__Work instructions__:
For this exercise, copy each line of the records that contains the word "crate".

(Dataset items)
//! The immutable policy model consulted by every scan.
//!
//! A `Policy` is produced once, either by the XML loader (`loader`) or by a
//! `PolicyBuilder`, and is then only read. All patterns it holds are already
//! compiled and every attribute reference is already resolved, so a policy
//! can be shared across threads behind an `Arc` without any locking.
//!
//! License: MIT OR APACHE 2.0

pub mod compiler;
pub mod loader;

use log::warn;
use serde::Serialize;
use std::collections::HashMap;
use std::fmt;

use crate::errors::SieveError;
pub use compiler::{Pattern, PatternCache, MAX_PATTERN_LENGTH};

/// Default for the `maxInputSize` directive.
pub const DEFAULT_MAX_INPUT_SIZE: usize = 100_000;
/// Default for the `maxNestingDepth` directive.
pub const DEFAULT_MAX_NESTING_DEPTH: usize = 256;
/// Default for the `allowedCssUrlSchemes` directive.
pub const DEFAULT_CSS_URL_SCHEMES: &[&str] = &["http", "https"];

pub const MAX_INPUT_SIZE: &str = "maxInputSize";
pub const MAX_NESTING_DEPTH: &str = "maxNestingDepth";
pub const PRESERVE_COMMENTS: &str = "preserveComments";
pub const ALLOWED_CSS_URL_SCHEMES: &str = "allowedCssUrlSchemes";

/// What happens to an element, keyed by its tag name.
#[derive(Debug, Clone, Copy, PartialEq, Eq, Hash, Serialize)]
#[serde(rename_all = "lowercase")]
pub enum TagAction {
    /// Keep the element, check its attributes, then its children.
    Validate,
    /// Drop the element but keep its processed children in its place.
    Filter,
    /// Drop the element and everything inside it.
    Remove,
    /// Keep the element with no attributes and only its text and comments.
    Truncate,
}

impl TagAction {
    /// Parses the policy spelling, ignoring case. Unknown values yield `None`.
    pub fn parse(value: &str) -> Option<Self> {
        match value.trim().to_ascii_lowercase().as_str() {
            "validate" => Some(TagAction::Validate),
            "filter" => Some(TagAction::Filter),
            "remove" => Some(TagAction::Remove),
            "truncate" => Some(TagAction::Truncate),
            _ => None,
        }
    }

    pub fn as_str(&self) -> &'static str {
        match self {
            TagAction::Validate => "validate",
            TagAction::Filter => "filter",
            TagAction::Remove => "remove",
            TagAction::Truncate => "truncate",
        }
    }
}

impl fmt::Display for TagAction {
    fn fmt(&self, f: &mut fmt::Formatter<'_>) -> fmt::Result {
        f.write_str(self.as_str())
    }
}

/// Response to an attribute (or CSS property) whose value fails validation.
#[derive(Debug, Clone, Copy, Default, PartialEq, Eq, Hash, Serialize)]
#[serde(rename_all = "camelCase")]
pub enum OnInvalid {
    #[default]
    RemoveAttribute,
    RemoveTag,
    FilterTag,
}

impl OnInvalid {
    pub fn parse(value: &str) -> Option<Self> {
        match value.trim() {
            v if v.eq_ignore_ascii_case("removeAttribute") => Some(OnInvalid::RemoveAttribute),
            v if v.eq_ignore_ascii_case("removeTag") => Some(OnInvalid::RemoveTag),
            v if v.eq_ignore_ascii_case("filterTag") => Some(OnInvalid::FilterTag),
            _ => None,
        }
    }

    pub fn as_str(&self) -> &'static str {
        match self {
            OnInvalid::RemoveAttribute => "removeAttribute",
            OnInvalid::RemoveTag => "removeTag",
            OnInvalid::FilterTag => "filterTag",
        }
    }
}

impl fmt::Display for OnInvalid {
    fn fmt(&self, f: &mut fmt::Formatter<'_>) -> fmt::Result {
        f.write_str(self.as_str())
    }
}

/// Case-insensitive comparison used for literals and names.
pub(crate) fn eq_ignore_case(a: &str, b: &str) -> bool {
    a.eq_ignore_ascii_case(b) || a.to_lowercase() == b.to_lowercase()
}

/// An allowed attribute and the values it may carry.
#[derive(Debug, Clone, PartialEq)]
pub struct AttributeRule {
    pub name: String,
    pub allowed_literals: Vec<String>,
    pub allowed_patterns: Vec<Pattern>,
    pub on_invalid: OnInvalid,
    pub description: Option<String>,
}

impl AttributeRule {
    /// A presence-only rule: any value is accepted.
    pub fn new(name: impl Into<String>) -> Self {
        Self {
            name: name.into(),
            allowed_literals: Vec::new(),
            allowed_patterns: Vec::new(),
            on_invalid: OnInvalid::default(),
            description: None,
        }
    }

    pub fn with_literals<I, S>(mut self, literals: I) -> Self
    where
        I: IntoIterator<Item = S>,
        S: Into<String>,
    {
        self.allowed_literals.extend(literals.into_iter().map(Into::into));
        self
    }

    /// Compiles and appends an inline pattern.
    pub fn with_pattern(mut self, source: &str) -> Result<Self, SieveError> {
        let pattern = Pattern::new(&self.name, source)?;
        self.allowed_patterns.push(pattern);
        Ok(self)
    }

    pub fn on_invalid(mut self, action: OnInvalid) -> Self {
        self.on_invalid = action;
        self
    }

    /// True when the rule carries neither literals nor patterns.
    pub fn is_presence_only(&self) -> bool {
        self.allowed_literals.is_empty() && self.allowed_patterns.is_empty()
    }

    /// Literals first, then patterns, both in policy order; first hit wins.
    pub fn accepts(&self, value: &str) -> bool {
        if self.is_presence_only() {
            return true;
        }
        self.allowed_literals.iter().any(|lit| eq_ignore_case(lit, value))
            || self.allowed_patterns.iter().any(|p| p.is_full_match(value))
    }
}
==
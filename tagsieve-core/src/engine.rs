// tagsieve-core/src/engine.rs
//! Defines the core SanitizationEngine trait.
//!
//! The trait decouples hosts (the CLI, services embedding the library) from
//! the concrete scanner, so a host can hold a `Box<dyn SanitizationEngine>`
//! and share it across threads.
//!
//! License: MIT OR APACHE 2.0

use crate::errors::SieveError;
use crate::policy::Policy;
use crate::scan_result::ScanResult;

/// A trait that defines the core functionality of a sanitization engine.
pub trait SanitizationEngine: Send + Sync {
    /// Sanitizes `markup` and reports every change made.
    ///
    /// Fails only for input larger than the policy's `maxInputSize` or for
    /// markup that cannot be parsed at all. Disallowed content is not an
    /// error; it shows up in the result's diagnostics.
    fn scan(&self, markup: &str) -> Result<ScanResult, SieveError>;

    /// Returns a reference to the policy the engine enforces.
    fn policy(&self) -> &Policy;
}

__Answer box__:
use crate::errors::SieveError;
pub(crate) fn eq_ignore_case(a: &str, b: &str) -> bool {
use crate::errors::SieveError;
use crate::policy::Policy;
use crate::scan_result::ScanResult;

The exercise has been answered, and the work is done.